(Saved entries)
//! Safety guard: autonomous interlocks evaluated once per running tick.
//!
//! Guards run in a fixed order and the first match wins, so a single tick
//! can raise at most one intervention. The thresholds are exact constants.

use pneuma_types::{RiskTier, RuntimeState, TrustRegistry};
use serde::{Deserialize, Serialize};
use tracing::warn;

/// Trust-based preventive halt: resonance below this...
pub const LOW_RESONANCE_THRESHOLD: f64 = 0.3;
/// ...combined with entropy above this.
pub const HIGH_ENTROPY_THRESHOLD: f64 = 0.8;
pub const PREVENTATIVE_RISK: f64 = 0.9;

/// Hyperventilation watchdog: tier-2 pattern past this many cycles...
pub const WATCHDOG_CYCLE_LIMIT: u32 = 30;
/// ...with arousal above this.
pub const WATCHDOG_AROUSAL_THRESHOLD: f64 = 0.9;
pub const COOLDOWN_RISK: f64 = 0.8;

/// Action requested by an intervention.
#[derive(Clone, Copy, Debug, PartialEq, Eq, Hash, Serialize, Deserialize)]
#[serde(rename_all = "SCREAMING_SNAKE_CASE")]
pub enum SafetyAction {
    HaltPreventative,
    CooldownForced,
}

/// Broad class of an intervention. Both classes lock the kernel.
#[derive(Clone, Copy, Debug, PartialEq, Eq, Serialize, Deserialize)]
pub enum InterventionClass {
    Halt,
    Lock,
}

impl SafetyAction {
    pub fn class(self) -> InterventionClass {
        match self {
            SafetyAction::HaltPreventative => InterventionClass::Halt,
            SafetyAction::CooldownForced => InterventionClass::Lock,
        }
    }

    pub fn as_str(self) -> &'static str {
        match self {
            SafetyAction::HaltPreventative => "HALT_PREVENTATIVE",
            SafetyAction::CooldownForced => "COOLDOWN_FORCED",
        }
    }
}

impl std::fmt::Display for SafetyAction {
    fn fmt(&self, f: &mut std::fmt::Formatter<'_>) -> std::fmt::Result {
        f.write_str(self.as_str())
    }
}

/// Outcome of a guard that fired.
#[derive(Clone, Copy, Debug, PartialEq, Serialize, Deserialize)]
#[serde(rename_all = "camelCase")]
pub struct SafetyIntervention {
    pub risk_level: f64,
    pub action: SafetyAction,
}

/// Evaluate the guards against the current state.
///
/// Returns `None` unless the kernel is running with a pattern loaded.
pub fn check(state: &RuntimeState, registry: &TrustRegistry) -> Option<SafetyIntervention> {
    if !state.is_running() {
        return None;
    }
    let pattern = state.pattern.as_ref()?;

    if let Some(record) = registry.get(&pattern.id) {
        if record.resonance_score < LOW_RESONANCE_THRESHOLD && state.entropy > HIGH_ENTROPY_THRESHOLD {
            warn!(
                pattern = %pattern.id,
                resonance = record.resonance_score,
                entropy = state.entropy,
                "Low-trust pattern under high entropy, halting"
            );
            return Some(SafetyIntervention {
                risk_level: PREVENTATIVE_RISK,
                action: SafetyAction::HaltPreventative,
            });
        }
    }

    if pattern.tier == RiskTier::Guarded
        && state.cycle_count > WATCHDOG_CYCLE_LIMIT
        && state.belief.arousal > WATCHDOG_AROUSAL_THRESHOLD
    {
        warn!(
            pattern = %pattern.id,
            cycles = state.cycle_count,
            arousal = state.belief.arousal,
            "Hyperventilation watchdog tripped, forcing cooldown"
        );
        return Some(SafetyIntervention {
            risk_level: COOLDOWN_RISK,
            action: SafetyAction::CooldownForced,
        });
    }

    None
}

-- Work request --
Within the entries above, find each line where "kernel" appears; copy every one.

-- Written response --
/// Broad class of an intervention. Both classes lock the kernel.
/// Returns `None` unless the kernel is running with a pattern loaded.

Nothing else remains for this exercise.